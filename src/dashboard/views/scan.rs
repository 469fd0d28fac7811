//! Scan view - pick or draw an image and recognize it

use egui::RichText;
use parking_lot::RwLock;
use std::sync::Arc;

use crate::dashboard::state::{ScanTab, ScanViewState};
use crate::dashboard::theme::{action_button, card_frame, ThemeColors};
use crate::dashboard::views::{canvas::render_canvas, image_uri};
use crate::recognition::ImageSource;
use crate::shared::{Readiness, RecognitionJob, ServiceCommand, SharedAppState};

/// Render the scan view
pub fn render_scan_view(
    ui: &mut egui::Ui,
    view_state: &mut ScanViewState,
    shared_state: &Arc<RwLock<SharedAppState>>,
) {
    let (readiness, is_extracting) = {
        let state = shared_state.read();
        (
            state.runtime.readiness(state.config.recognition.selected_model),
            state.runtime.is_extracting,
        )
    };

    ui.heading(RichText::new("Scan").size(24.0).strong());
    ui.add_space(8.0);
    ui.label(RichText::new(readiness.to_string()).size(14.0).color(readiness_color(readiness)));
    ui.add_space(16.0);

    // Tabs
    ui.horizontal(|ui| {
        for tab in [ScanTab::Camera, ScanTab::Drawing] {
            let label = RichText::new(tab.name()).size(16.0);
            if ui.selectable_label(view_state.tab == tab, label).clicked() {
                view_state.switch_tab(tab);
            }
            ui.add_space(8.0);
        }
    });
    ui.separator();
    ui.add_space(12.0);

    egui::ScrollArea::vertical().show(ui, |ui| {
        match view_state.tab {
            ScanTab::Camera => render_camera_tab(ui, view_state, shared_state, readiness, is_extracting),
            ScanTab::Drawing => render_canvas(ui, view_state, shared_state, is_extracting),
        }

        if is_extracting {
            ui.add_space(16.0);
            ui.horizontal(|ui| {
                ui.spinner();
                ui.label(RichText::new("Extracting text...").color(ThemeColors::TEXT_SECONDARY));
            });
        }

        render_result(ui, view_state);
    });
}

fn render_camera_tab(
    ui: &mut egui::Ui,
    view_state: &mut ScanViewState,
    shared_state: &Arc<RwLock<SharedAppState>>,
    readiness: Readiness,
    is_extracting: bool,
) {
    // Files dropped anywhere on the window
    let dropped = ui
        .ctx()
        .input(|i| i.raw.dropped_files.iter().find_map(|f| f.path.clone()));
    if let Some(path) = dropped {
        if let Err(e) = view_state.choose_image(&path.to_string_lossy()) {
            shared_state.write().runtime.set_error(e);
        }
    }

    ui.horizontal(|ui| {
        ui.label("Image path:");
        ui.add_space(8.0);
        let response = ui.add(
            egui::TextEdit::singleline(&mut view_state.path_input)
                .hint_text("/path/to/image.png")
                .desired_width(360.0),
        );
        let submitted = response.lost_focus() && ui.input(|i| i.key_pressed(egui::Key::Enter));
        if ui.button("Load").clicked() || submitted {
            let input = view_state.path_input.clone();
            if let Err(e) = view_state.choose_image(&input) {
                shared_state.write().runtime.set_error(e);
            }
        }
    });
    ui.label(
        RichText::new("Or drop an image file onto the window")
            .size(12.0)
            .color(ThemeColors::TEXT_MUTED),
    );
    ui.add_space(12.0);

    let Some(image) = view_state.selected_image.clone() else {
        return;
    };

    card_frame().show(ui, |ui| {
        ui.add(
            egui::Image::new(image_uri(&image))
                .max_height(240.0)
                .maintain_aspect_ratio(true),
        );
    });
    ui.add_space(12.0);

    let can_submit = !is_extracting;
    if ui
        .add_enabled(can_submit, action_button("Extract text", ThemeColors::ACCENT_SUCCESS))
        .clicked()
    {
        let mut state = shared_state.write();
        if !readiness.is_ready() {
            state.runtime.set_error("Model not ready");
            return;
        }
        let config = state.config.recognition_config();
        state.runtime.request(ServiceCommand::Recognize(RecognitionJob::new(
            image,
            ImageSource::Camera,
            config,
        )));
    }
}

fn render_result(ui: &mut egui::Ui, view_state: &mut ScanViewState) {
    let Some(result) = &view_state.result else {
        return;
    };
    let text = result.text.clone();

    ui.add_space(16.0);
    let mut new_scan = false;
    card_frame().show(ui, |ui| {
        ui.label(RichText::new("Recognized text").size(12.0).color(ThemeColors::TEXT_MUTED));
        ui.add_space(8.0);
        ui.label(RichText::new(&text).size(32.0).color(ThemeColors::TEXT_PRIMARY).strong());
        ui.add_space(12.0);
        ui.horizontal(|ui| {
            if ui.button("Copy").clicked() {
                ui.ctx().copy_text(text.clone());
            }
            if ui.button("New scan").clicked() {
                new_scan = true;
            }
        });
    });

    if new_scan {
        view_state.new_scan();
    }
}

fn readiness_color(readiness: Readiness) -> egui::Color32 {
    match readiness {
        Readiness::Ready(_) => ThemeColors::ACCENT_SUCCESS,
        Readiness::Loading(_) => ThemeColors::ACCENT_WARNING,
        Readiness::NotLoaded(_) => ThemeColors::ACCENT_ERROR,
    }
}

*TASK DESCRIPTION*
Line by line, transcribe the data exactly.

*SOLUTION FOR THIS TASK*
filename src/dashboard/views/scan.rs
repository 469fd0d28fac7811
//! Scan view - pick or draw an image and recognize it

use egui::RichText;
use parking_lot::RwLock;
use std::sync::Arc;

use crate::dashboard::state::{ScanTab, ScanViewState};
use crate::dashboard::theme::{action_button, card_frame, ThemeColors};
use crate::dashboard::views::{canvas::render_canvas, image_uri};
use crate::recognition::ImageSource;
use crate::shared::{Readiness, RecognitionJob, ServiceCommand, SharedAppState};

/// Render the scan view
pub fn render_scan_view(
    ui: &mut egui::Ui,
    view_state: &mut ScanViewState,
    shared_state: &Arc<RwLock<SharedAppState>>,
) {
    let (readiness, is_extracting) = {
        let state = shared_state.read();
        (
            state.runtime.readiness(state.config.recognition.selected_model),
            state.runtime.is_extracting,
        )
    };

    ui.heading(RichText::new("Scan").size(24.0).strong());
    ui.add_space(8.0);
    ui.label(RichText::new(readiness.to_string()).size(14.0).color(readiness_color(readiness)));
    ui.add_space(16.0);

    // Tabs
    ui.horizontal(|ui| {
        for tab in [ScanTab::Camera, ScanTab::Drawing] {
            let label = RichText::new(tab.name()).size(16.0);
            if ui.selectable_label(view_state.tab == tab, label).clicked() {
                view_state.switch_tab(tab);
            }
            ui.add_space(8.0);
        }
    });
    ui.separator();
    ui.add_space(12.0);

    egui::ScrollArea::vertical().show(ui, |ui| {
        match view_state.tab {
            ScanTab::Camera => render_camera_tab(ui, view_state, shared_state, readiness, is_extracting),
            ScanTab::Drawing => render_canvas(ui, view_state, shared_state, is_extracting),
        }

        if is_extracting {
            ui.add_space(16.0);
            ui.horizontal(|ui| {
                ui.spinner();
                ui.label(RichText::new("Extracting text...").color(ThemeColors::TEXT_SECONDARY));
            });
        }

        render_result(ui, view_state);
    });
}

fn render_camera_tab(
    ui: &mut egui::Ui,
    view_state: &mut ScanViewState,
    shared_state: &Arc<RwLock<SharedAppState>>,
    readiness: Readiness,
    is_extracting: bool,
) {
    // Files dropped anywhere on the window
    let dropped = ui
        .ctx()
        .input(|i| i.raw.dropped_files.iter().find_map(|f| f.path.clone()));
    if let Some(path) = dropped {
        if let Err(e) = view_state.choose_image(&path.to_string_lossy()) {
            shared_state.write().runtime.set_error(e);
        }
    }

    ui.horizontal(|ui| {
        ui.label("Image path:");
        ui.add_space(8.0);
        let response = ui.add(
            egui::TextEdit::singleline(&mut view_state.path_input)
                .hint_text("/path/to/image.png")
                .desired_width(360.0),
        );
        let submitted = response.lost_focus() && ui.input(|i| i.key_pressed(egui::Key::Enter));
        if ui.button("Load").clicked() || submitted {
            let input = view_state.path_input.clone();
            if let Err(e) = view_state.choose_image(&input) {
                shared_state.write().runtime.set_error(e);
            }
        }
    });
    ui.label(
        RichText::new("Or drop an image file onto the window")
            .size(12.0)
            .color(ThemeColors::TEXT_MUTED),
    );
    ui.add_space(12.0);

    let Some(image) = view_state.selected_image.clone() else {
        return;
    };

    card_frame().show(ui, |ui| {
        ui.add(
            egui::Image::new(image_uri(&image))
                .max_height(240.0)
                .maintain_aspect_ratio(true),
        );
    });
    ui.add_space(12.0);

    let can_submit = !is_extracting;
    if ui
        .add_enabled(can_submit, action_button("Extract text", ThemeColors::ACCENT_SUCCESS))
        .clicked()
    {
        let mut state = shared_state.write();
        if !readiness.is_ready() {
            state.runtime.set_error("Model not ready");
            return;
        }
        let config = state.config.recognition_config();
        state.runtime.request(ServiceCommand::Recognize(RecognitionJob::new(
            image,
            ImageSource::Camera,
            config,
        )));
    }
}

fn render_result(ui: &mut egui::Ui, view_state: &mut ScanViewState) {
    let Some(result) = &view_state.result else {
        return;
    };
    let text = result.text.clone();

    ui.add_space(16.0);
    let mut new_scan = false;
    card_frame().show(ui, |ui| {
        ui.label(RichText::new("Recognized text").size(12.0).color(ThemeColors::TEXT_MUTED));
        ui.add_space(8.0);
        ui.label(RichText::new(&text).size(32.0).color(ThemeColors::TEXT_PRIMARY).strong());
        ui.add_space(12.0);
        ui.horizontal(|ui| {
            if ui.button("Copy").clicked() {
                ui.ctx().copy_text(text.clone());
            }
            if ui.button("New scan").clicked() {
                new_scan = true;
            }
        });
    });

    if new_scan {
        view_state.new_scan();
    }
}

fn readiness_color(readiness: Readiness) -> egui::Color32 {
    match readiness {
        Readiness::Ready(_) => ThemeColors::ACCENT_SUCCESS,
        Readiness::Loading(_) => ThemeColors::ACCENT_WARNING,
        Readiness::NotLoaded(_) => ThemeColors::ACCENT_ERROR,
    }
}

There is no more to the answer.